[Stored records]
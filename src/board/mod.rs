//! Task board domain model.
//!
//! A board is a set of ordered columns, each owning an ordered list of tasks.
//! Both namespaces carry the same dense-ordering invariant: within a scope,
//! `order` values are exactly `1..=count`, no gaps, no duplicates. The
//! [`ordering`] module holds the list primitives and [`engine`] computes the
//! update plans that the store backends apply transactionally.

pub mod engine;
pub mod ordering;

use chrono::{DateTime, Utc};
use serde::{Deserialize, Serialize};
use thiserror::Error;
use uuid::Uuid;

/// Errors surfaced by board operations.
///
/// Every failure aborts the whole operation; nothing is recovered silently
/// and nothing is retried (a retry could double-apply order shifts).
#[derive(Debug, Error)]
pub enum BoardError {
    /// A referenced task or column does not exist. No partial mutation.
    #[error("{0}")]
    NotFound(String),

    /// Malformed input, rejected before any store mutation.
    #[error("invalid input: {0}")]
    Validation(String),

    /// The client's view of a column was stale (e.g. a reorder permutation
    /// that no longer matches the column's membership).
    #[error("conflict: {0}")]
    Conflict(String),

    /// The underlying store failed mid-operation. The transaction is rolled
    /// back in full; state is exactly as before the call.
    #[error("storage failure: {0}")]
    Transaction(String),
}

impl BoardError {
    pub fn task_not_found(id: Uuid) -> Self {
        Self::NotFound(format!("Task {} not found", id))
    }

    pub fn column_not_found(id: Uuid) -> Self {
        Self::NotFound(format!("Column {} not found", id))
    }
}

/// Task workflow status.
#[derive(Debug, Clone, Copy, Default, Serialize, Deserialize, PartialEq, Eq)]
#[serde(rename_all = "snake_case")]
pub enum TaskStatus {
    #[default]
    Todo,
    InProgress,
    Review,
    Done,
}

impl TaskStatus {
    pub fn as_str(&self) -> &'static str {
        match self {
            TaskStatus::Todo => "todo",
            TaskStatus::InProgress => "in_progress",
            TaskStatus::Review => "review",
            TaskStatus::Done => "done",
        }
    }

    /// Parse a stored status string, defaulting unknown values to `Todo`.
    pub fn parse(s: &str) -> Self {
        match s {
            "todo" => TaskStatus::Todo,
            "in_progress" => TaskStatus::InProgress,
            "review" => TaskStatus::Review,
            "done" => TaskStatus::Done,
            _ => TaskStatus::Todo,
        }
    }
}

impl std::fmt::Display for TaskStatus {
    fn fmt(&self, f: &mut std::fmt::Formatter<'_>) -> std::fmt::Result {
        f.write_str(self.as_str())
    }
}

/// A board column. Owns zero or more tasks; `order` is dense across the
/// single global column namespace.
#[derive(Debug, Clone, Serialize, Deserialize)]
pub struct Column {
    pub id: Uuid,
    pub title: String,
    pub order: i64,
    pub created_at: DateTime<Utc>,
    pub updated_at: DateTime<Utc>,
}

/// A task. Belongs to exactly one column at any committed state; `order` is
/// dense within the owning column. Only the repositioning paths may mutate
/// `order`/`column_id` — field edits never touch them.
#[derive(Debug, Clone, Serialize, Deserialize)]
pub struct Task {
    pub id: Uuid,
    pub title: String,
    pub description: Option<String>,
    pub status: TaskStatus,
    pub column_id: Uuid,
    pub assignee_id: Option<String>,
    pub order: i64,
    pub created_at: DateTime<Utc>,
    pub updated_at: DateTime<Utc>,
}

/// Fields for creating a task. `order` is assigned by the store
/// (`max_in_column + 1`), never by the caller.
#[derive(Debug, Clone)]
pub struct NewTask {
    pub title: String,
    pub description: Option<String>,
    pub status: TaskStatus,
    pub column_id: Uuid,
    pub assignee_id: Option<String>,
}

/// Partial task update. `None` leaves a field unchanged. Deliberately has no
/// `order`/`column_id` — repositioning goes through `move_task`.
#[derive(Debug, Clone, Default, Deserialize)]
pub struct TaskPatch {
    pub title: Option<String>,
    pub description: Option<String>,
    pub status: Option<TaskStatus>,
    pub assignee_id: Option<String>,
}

==

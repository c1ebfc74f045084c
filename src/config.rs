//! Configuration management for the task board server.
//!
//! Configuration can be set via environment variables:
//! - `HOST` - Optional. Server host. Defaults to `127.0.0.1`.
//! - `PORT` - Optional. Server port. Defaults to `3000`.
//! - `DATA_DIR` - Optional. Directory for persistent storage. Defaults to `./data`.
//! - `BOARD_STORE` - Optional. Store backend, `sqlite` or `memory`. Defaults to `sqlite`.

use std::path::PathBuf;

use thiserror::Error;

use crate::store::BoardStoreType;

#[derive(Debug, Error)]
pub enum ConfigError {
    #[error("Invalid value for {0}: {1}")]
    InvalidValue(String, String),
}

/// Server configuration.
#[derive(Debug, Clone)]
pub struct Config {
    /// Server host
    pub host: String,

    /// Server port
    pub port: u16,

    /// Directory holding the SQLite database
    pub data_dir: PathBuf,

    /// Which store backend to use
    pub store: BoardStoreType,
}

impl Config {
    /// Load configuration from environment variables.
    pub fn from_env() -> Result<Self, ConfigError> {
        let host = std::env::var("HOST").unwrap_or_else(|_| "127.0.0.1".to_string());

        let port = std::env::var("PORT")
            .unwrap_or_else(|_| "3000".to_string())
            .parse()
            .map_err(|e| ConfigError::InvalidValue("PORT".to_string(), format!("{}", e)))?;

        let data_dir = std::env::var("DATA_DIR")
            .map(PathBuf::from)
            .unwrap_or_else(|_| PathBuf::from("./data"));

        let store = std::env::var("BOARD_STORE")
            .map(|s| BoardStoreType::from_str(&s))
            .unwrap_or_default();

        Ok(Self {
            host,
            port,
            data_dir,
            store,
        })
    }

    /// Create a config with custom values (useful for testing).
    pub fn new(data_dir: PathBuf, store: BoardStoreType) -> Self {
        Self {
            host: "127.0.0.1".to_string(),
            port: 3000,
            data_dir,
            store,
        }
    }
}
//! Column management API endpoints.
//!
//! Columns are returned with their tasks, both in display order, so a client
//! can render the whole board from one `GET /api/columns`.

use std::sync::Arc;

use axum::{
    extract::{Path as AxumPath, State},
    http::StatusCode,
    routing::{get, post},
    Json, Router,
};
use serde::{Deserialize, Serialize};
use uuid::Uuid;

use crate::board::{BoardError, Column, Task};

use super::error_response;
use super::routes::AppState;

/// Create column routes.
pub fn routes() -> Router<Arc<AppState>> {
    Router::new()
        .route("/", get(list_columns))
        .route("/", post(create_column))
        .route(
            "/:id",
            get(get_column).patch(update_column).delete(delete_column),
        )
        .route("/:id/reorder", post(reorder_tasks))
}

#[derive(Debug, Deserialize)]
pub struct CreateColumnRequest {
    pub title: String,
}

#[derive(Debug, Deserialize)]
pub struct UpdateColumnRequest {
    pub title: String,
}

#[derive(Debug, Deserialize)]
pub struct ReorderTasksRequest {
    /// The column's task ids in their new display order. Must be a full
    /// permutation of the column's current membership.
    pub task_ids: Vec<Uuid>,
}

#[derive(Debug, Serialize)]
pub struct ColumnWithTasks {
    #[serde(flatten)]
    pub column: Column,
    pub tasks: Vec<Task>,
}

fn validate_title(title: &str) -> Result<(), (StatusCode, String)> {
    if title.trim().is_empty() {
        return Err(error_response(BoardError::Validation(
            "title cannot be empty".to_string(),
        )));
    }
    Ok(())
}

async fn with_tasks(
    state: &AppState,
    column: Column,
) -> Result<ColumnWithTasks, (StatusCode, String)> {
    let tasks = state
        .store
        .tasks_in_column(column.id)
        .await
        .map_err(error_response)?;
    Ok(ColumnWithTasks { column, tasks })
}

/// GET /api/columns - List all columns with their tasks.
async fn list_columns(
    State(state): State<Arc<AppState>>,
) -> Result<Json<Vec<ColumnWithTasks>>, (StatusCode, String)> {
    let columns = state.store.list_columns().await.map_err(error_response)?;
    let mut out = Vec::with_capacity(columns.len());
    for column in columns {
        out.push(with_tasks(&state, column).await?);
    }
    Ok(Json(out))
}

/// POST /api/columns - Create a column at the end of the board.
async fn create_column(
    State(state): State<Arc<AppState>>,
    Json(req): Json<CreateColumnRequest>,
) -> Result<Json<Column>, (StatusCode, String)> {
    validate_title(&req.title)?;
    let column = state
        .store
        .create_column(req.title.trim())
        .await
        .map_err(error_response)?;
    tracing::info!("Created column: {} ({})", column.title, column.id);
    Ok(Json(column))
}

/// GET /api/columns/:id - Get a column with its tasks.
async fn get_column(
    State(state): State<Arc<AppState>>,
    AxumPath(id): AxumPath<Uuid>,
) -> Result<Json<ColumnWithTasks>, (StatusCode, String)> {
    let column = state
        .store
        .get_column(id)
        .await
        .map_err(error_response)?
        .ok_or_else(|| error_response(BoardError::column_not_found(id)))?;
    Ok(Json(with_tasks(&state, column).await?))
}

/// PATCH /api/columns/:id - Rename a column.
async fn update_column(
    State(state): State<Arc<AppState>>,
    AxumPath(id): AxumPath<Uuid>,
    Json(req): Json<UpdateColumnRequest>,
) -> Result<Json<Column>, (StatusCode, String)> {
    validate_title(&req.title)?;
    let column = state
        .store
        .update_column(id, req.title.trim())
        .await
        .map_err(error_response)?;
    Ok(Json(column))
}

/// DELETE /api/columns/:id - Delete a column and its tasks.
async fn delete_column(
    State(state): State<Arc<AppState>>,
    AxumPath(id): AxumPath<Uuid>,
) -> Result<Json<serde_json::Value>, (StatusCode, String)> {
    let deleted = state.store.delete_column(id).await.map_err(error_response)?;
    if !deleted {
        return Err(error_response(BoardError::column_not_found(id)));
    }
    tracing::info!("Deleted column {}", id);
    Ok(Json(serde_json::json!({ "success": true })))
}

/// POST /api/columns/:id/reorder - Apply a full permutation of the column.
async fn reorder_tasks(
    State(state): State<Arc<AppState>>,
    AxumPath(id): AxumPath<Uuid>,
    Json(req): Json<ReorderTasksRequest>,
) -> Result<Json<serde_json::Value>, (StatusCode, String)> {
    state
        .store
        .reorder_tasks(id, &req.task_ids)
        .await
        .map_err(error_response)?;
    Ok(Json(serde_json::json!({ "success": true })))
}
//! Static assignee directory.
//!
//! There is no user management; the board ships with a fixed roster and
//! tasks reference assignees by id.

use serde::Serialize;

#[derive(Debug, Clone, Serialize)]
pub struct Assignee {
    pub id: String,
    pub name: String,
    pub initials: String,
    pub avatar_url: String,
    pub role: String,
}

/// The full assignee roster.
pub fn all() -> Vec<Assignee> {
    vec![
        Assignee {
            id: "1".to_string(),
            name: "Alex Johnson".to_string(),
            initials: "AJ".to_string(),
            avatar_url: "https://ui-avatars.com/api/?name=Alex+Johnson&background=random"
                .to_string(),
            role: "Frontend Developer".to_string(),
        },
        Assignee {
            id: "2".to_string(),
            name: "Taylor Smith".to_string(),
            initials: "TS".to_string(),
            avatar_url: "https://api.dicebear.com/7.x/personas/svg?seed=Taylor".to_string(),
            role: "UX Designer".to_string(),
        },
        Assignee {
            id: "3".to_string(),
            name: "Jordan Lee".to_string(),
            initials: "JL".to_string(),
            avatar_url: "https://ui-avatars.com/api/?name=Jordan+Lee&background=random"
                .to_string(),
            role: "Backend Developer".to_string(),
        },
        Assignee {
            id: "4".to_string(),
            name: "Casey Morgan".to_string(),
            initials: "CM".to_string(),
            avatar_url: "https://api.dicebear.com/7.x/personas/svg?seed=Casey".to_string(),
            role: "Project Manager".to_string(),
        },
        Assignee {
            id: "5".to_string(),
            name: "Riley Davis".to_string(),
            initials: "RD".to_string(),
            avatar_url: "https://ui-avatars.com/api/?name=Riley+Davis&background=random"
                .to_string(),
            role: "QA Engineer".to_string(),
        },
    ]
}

EXERCISE PROMPT>
Check each line of the entries above for the string "Taylor", and return those that contain it.

FINISHED EXERCISE>
            name: "Taylor Smith".to_string(),
            avatar_url: "https://api.dicebear.com/7.x/personas/svg?seed=Taylor".to_string(),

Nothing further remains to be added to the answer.